Dans un contexte comme celui de la prison, au sein duquel, au 1er janvier 2020, 70 651 personnes étaient détenues dans les prisons françaises pour 61 080 places effectives, pour un taux d’occupation moyen de 116 % (chiffres présentés par l’OIP), on ne peut que s’indigner de l’autoclave dans lequel on a placé surveillants comme détenus. En cette période où les mesures générales prises pour la population furent celles du confinement et de la distanciation sociale, la promiscuité maintenue des détenus questionne.
On rappellera que la CEDH a, le 30 janvier 2020, condamné la France pour violation de l’article 3 de la CESDH en raison de la surpopulation carcérale.
L’arrêt réitère les principes relatifs à la conventionnalité des conditions matérielles de détention et précisément les lignes directrices applicables depuis l’arrêt Muršic contre Croatie (CEDH, grande chambre, 20 oct. 2016, n°7334/13) en matière d’espace personnel. Les États sont donc débiteurs de l’obligation positive générale d’organiser leur système pénitentiaire de façon à assurer aux détenus le respect de leur dignité (CEDH, 27 mars 2008, n° 63955/00, Sukhovoy c/ Russie).

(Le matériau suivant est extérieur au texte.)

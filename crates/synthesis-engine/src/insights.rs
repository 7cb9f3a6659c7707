//! Insight Collector & Ranker
//!
//! Pools every card's insights, folds near-duplicates together and ranks the
//! survivors by (priority asc, confidence desc, signal strength desc).
//!
//! Two insights are near-duplicates when they share a type and the Jaccard
//! overlap of their token sets reaches the configured similarity threshold.
//! Tokens are lower-cased alphanumeric words of two or more characters, minus
//! a short stopword list.

use std::cmp::Ordering;
use std::collections::BTreeSet;

use synthesis_core::{Confidence, InsightType, KeyTakeaway};

use crate::normalize::NormalizedCard;

const STOPWORDS: &[&str] = &[
    "the", "an", "and", "or", "of", "to", "in", "on", "for", "is", "are", "was", "were", "with",
    "at", "by", "its", "it", "this", "that", "be", "as", "from", "has", "have",
];

/// A surviving insight after deduplication
#[derive(Debug, Clone, PartialEq)]
pub struct RankedInsight {
    pub kind: InsightType,
    pub message: String,
    pub priority: u8,
    pub confidence: Confidence,
    pub signal_strength: u8,
    /// Representative card first, then merged duplicates in rank order
    pub source_cards: Vec<String>,
    pub related_metric_ids: Vec<String>,
}

impl RankedInsight {
    pub fn to_takeaway(&self) -> KeyTakeaway {
        KeyTakeaway {
            insight_type: self.kind,
            message: self.message.clone(),
            priority: self.priority,
            confidence: self.confidence,
            signal_strength: self.signal_strength,
            source_cards: self.source_cards.clone(),
            related_metric_ids: self.related_metric_ids.clone(),
        }
    }
}

struct Candidate<'a> {
    card: &'a NormalizedCard,
    kind: InsightType,
    message: &'a str,
    priority: u8,
    related_metric_ids: &'a [String],
}

fn rank_order(a: &Candidate<'_>, b: &Candidate<'_>) -> Ordering {
    a.priority
        .cmp(&b.priority)
        .then_with(|| b.card.confidence.cmp(&a.card.confidence))
        .then_with(|| b.card.signal_strength.cmp(&a.card.signal_strength))
        .then_with(|| a.card.card_id.cmp(&b.card.card_id))
        .then_with(|| a.message.cmp(b.message))
}

/// Collect, deduplicate and rank every insight in the batch
pub fn rank_insights(cards: &[NormalizedCard], similarity_threshold: f64) -> Vec<RankedInsight> {
    let mut candidates: Vec<Candidate<'_>> = cards
        .iter()
        .flat_map(|card| {
            card.insights.iter().map(move |insight| Candidate {
                card,
                kind: insight.kind,
                message: insight.message.as_str(),
                priority: insight.priority,
                related_metric_ids: &insight.related_metric_ids,
            })
        })
        .collect();
    candidates.sort_by(rank_order);

    let total = candidates.len();
    let mut survivors: Vec<(RankedInsight, BTreeSet<String>)> = Vec::new();

    // Candidates arrive best-first, so the first of each duplicate group is its representative
    for candidate in candidates {
        let tokens = tokenize(candidate.message);
        let duplicate = survivors.iter_mut().find(|(kept, kept_tokens)| {
            kept.kind == candidate.kind
                && similarity(&kept.message, kept_tokens, candidate.message, &tokens) >= similarity_threshold
        });

        match duplicate {
            Some((kept, _)) => {
                if !kept.source_cards.contains(&candidate.card.card_id) {
                    kept.source_cards.push(candidate.card.card_id.clone());
                }
                for id in candidate.related_metric_ids {
                    if !kept.related_metric_ids.contains(id) {
                        kept.related_metric_ids.push(id.clone());
                    }
                }
            }
            None => survivors.push((
                RankedInsight {
                    kind: candidate.kind,
                    message: candidate.message.to_string(),
                    priority: candidate.priority,
                    confidence: candidate.card.confidence,
                    signal_strength: candidate.card.signal_strength,
                    source_cards: vec![candidate.card.card_id.clone()],
                    related_metric_ids: candidate.related_metric_ids.to_vec(),
                },
                tokens,
            )),
        }
    }

    tracing::debug!("Ranked {} insights from {} collected", survivors.len(), total);
    survivors.into_iter().map(|(insight, _)| insight).collect()
}

/// The first `max` ranked insights
pub fn key_takeaways(ranked: &[RankedInsight], max: usize) -> Vec<KeyTakeaway> {
    ranked.iter().take(max).map(RankedInsight::to_takeaway).collect()
}

pub fn tokenize(message: &str) -> BTreeSet<String> {
    message
        .to_lowercase()
        .split(|c: char| !c.is_alphanumeric())
        .filter(|t| t.chars().count() >= 2 && !STOPWORDS.contains(t))
        .map(str::to_string)
        .collect()
}

/// Jaccard overlap of two token sets.
///
/// Messages with no usable tokens only match when their text is identical.
pub fn similarity(a: &str, a_tokens: &BTreeSet<String>, b: &str, b_tokens: &BTreeSet<String>) -> f64 {
    if a_tokens.is_empty() || b_tokens.is_empty() {
        return if a.trim().eq_ignore_ascii_case(b.trim()) { 1.0 } else { 0.0 };
    }
    let shared = a_tokens.intersection(b_tokens).count();
    let union = a_tokens.union(b_tokens).count();
    shared as f64 / union as f64
}

#[cfg(test)]
mod tests {
    use super::*;
    use approx::assert_relative_eq;
    use synthesis_core::Sentiment;

    use crate::normalize::NormalizedInsight;

    fn card(id: &str, confidence: Confidence, strength: u8, insights: &[(InsightType, &str, u8)]) -> NormalizedCard {
        NormalizedCard {
            card_id: id.to_string(),
            category: "valuation".to_string(),
            sentiment: Sentiment::Bullish,
            confidence,
            signal_strength: strength,
            as_of: None,
            contribution: None,
            insights: insights
                .iter()
                .map(|(kind, message, priority)| NormalizedInsight {
                    kind: *kind,
                    message: message.to_string(),
                    priority: *priority,
                    related_metric_ids: vec![format!("{}-metric", id)],
                })
                .collect(),
            tags: Vec::new(),
            suggested_cards: Vec::new(),
        }
    }

    #[test]
    fn test_similarity_of_reworded_messages() {
        let a = "Debt levels are elevated relative to equity";
        let b = "Debt levels elevated relative to equity";
        let score = similarity(a, &tokenize(a), b, &tokenize(b));
        assert_relative_eq!(score, 1.0);

        let c = "Strong free cash flow generation";
        assert!(similarity(a, &tokenize(a), c, &tokenize(c)) < 0.2);
    }

    #[test]
    fn test_duplicates_merge_into_best_ranked_instance() {
        let cards = vec![
            card("dcf", Confidence::Medium, 3, &[(InsightType::Weakness, "Debt levels are elevated relative to equity", 2)]),
            card("leverage", Confidence::High, 4, &[(InsightType::Weakness, "Debt levels elevated relative to equity", 1)]),
        ];
        let ranked = rank_insights(&cards, 0.6);
        assert_eq!(ranked.len(), 1);
        assert_eq!(ranked[0].priority, 1);
        assert_eq!(ranked[0].source_cards, vec!["leverage", "dcf"]);
        assert_eq!(ranked[0].related_metric_ids, vec!["leverage-metric", "dcf-metric"]);
    }

    #[test]
    fn test_same_text_different_type_is_kept() {
        let cards = vec![
            card("a", Confidence::Medium, 3, &[(InsightType::Risk, "Margin compression", 2)]),
            card("b", Confidence::Medium, 3, &[(InsightType::Weakness, "Margin compression", 2)]),
        ];
        assert_eq!(rank_insights(&cards, 0.6).len(), 2);
    }

    #[test]
    fn test_rank_by_priority_then_confidence_then_strength() {
        let cards = vec![
            card("a", Confidence::Low, 5, &[(InsightType::Observation, "Volume rising into earnings", 1)]),
            card("b", Confidence::High, 2, &[(InsightType::Strength, "Gross margins expanding steadily", 1)]),
            card("c", Confidence::High, 4, &[(InsightType::Opportunity, "Buyback capacity underused", 1)]),
            card("d", Confidence::High, 5, &[(InsightType::Risk, "Customer concentration", 3)]),
        ];
        let ranked = rank_insights(&cards, 0.6);
        let order: Vec<&str> = ranked.iter().map(|r| r.source_cards[0].as_str()).collect();
        assert_eq!(order, vec!["c", "b", "a", "d"]);

        let takeaways = key_takeaways(&ranked, 2);
        assert_eq!(takeaways.len(), 2);
        assert_eq!(takeaways[0].message, "Buyback capacity underused");
    }

    #[test]
    fn test_tokenless_messages_only_match_exactly() {
        let cards = vec![
            card("a", Confidence::Medium, 3, &[(InsightType::Observation, "!!", 2)]),
            card("b", Confidence::Medium, 3, &[(InsightType::Observation, "??", 2)]),
            card("c", Confidence::Medium, 3, &[(InsightType::Observation, "!!", 2)]),
        ];
        let ranked = rank_insights(&cards, 0.6);
        assert_eq!(ranked.len(), 2);
    }
}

Parallèlement à cette obligation d’agir, il est nécessaire d’identifier les conditions de détention incompatibles avec l’article 3 et, en l’espèce notamment, de caractériser un espace personnel constitutif d’un traitement inhumain et dégradant. La Cour, précise qu’un espace personnel se situant en-deçà des 3 m2 fait naître une « forte présomption » de violation de l’article 3.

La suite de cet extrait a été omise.